** Exercise details **
For each line in the data that includes "AuthConfig", make a copy.

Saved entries
use serde::{Deserialize, Serialize};
use std::path::PathBuf;

pub const CREDENTIALS_FILE: &str = "secrets.json";
pub const AUTH_STATE_FILE: &str = "auth_state.json";
pub const RUNTIME_STATE_FILE: &str = "runtime_state.json";

fn default_log_level() -> String {
    "info".into()
}

fn default_data_dir() -> String {
    "~/.pipeline-pilot/data".into()
}

fn default_trigger_timeout_secs() -> u64 {
    20
}

fn default_probe_timeout_secs() -> u64 {
    10
}

#[derive(Debug, Clone, Serialize, Deserialize)]
pub struct Config {
    /// Path to config.toml - computed at load time, not serialized
    #[serde(skip)]
    pub config_path: PathBuf,

    #[serde(default = "default_log_level")]
    pub log_level: String,

    /// Directory holding the credential, authorization and scheduler documents.
    /// A leading `~` is expanded.
    #[serde(default = "default_data_dir")]
    pub data_dir: String,

    #[serde(default)]
    pub telegram: TelegramConfig,

    #[serde(default)]
    pub auth: AuthConfig,

    #[serde(default)]
    pub http: HttpConfig,

    #[serde(default)]
    pub health: HealthConfig,
}

impl Default for Config {
    fn default() -> Self {
        Self {
            config_path: PathBuf::new(),
            log_level: default_log_level(),
            data_dir: default_data_dir(),
            telegram: TelegramConfig::default(),
            auth: AuthConfig::default(),
            http: HttpConfig::default(),
            health: HealthConfig::default(),
        }
    }
}

#[derive(Debug, Clone, Default, Serialize, Deserialize)]
pub struct TelegramConfig {
    #[serde(default)]
    pub bot_token: String,
}

#[derive(Debug, Clone, Default, Serialize, Deserialize)]
pub struct AuthConfig {
    /// Shared secret operators send with `/start`. When empty, `/start` admits nobody.
    #[serde(default)]
    pub passphrase: String,
    /// Chats authorized on first run, before any authorization document exists.
    #[serde(default)]
    pub initial_whitelist: Vec<i64>,
}

#[derive(Debug, Clone, Serialize, Deserialize)]
pub struct HttpConfig {
    #[serde(default = "default_trigger_timeout_secs")]
    pub trigger_timeout_secs: u64,
    #[serde(default = "default_probe_timeout_secs")]
    pub probe_timeout_secs: u64,
}

impl Default for HttpConfig {
    fn default() -> Self {
        Self {
            trigger_timeout_secs: default_trigger_timeout_secs(),
            probe_timeout_secs: default_probe_timeout_secs(),
        }
    }
}

#[derive(Debug, Clone, Default, Serialize, Deserialize)]
pub struct HealthConfig {
    /// Channel probed when neither the environment nor the `youtube` section names one.
    #[serde(default)]
    pub fallback_channel_id: String,
    /// Sections that count toward `all_ok` only once they are configured.
    #[serde(default)]
    pub optional_services: Vec<String>,
}

impl Config {
    pub fn data_path(&self) -> PathBuf {
        PathBuf::from(shellexpand::tilde(&self.data_dir).as_ref())
    }

    pub fn credentials_path(&self) -> PathBuf {
        self.data_path().join(CREDENTIALS_FILE)
    }

    pub fn auth_state_path(&self) -> PathBuf {
        self.data_path().join(AUTH_STATE_FILE)
    }

    pub fn runtime_state_path(&self) -> PathBuf {
        self.data_path().join(RUNTIME_STATE_FILE)
    }

    pub fn tracing_level(&self) -> tracing::Level {
        self.log_level
            .trim()
            .parse()
            .unwrap_or(tracing::Level::INFO)
    }
}

#[cfg(test)]
mod tests {
    use super::*;

    #[test]
    fn empty_toml_yields_defaults() {
        let config: Config = toml::from_str("").unwrap();
        assert_eq!(config.log_level, "info");
        assert_eq!(config.http.trigger_timeout_secs, 20);
        assert_eq!(config.http.probe_timeout_secs, 10);
        assert!(config.auth.passphrase.is_empty());
        assert!(config.health.optional_services.is_empty());
    }

    #[test]
    fn partial_sections_keep_field_defaults() {
        let config: Config = toml::from_str(
            r#"
            data_dir = "/srv/pilot"

            [auth]
            passphrase = "hunter2"

            [http]
            probe_timeout_secs = 3
            "#,
        )
        .unwrap();
        assert_eq!(config.auth.passphrase, "hunter2");
        assert!(config.auth.initial_whitelist.is_empty());
        assert_eq!(config.http.probe_timeout_secs, 3);
        assert_eq!(config.http.trigger_timeout_secs, 20);
        assert_eq!(
            config.runtime_state_path(),
            PathBuf::from("/srv/pilot/runtime_state.json")
        );
    }

    #[test]
    fn data_dir_expands_tilde() {
        let config = Config::default();
        assert!(!config.data_path().to_string_lossy().starts_with('~'));
    }

    #[test]
    fn unknown_log_level_falls_back_to_info() {
        let config = Config {
            log_level: "chatty".into(),
            ..Config::default()
        };
        assert_eq!(config.tracing_level(), tracing::Level::INFO);

        let config = Config {
            log_level: "debug".into(),
            ..Config::default()
        };
        assert_eq!(config.tracing_level(), tracing::Level::DEBUG);
    }
}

** Answer section **
    pub auth: AuthConfig,
            auth: AuthConfig::default(),
pub struct AuthConfig {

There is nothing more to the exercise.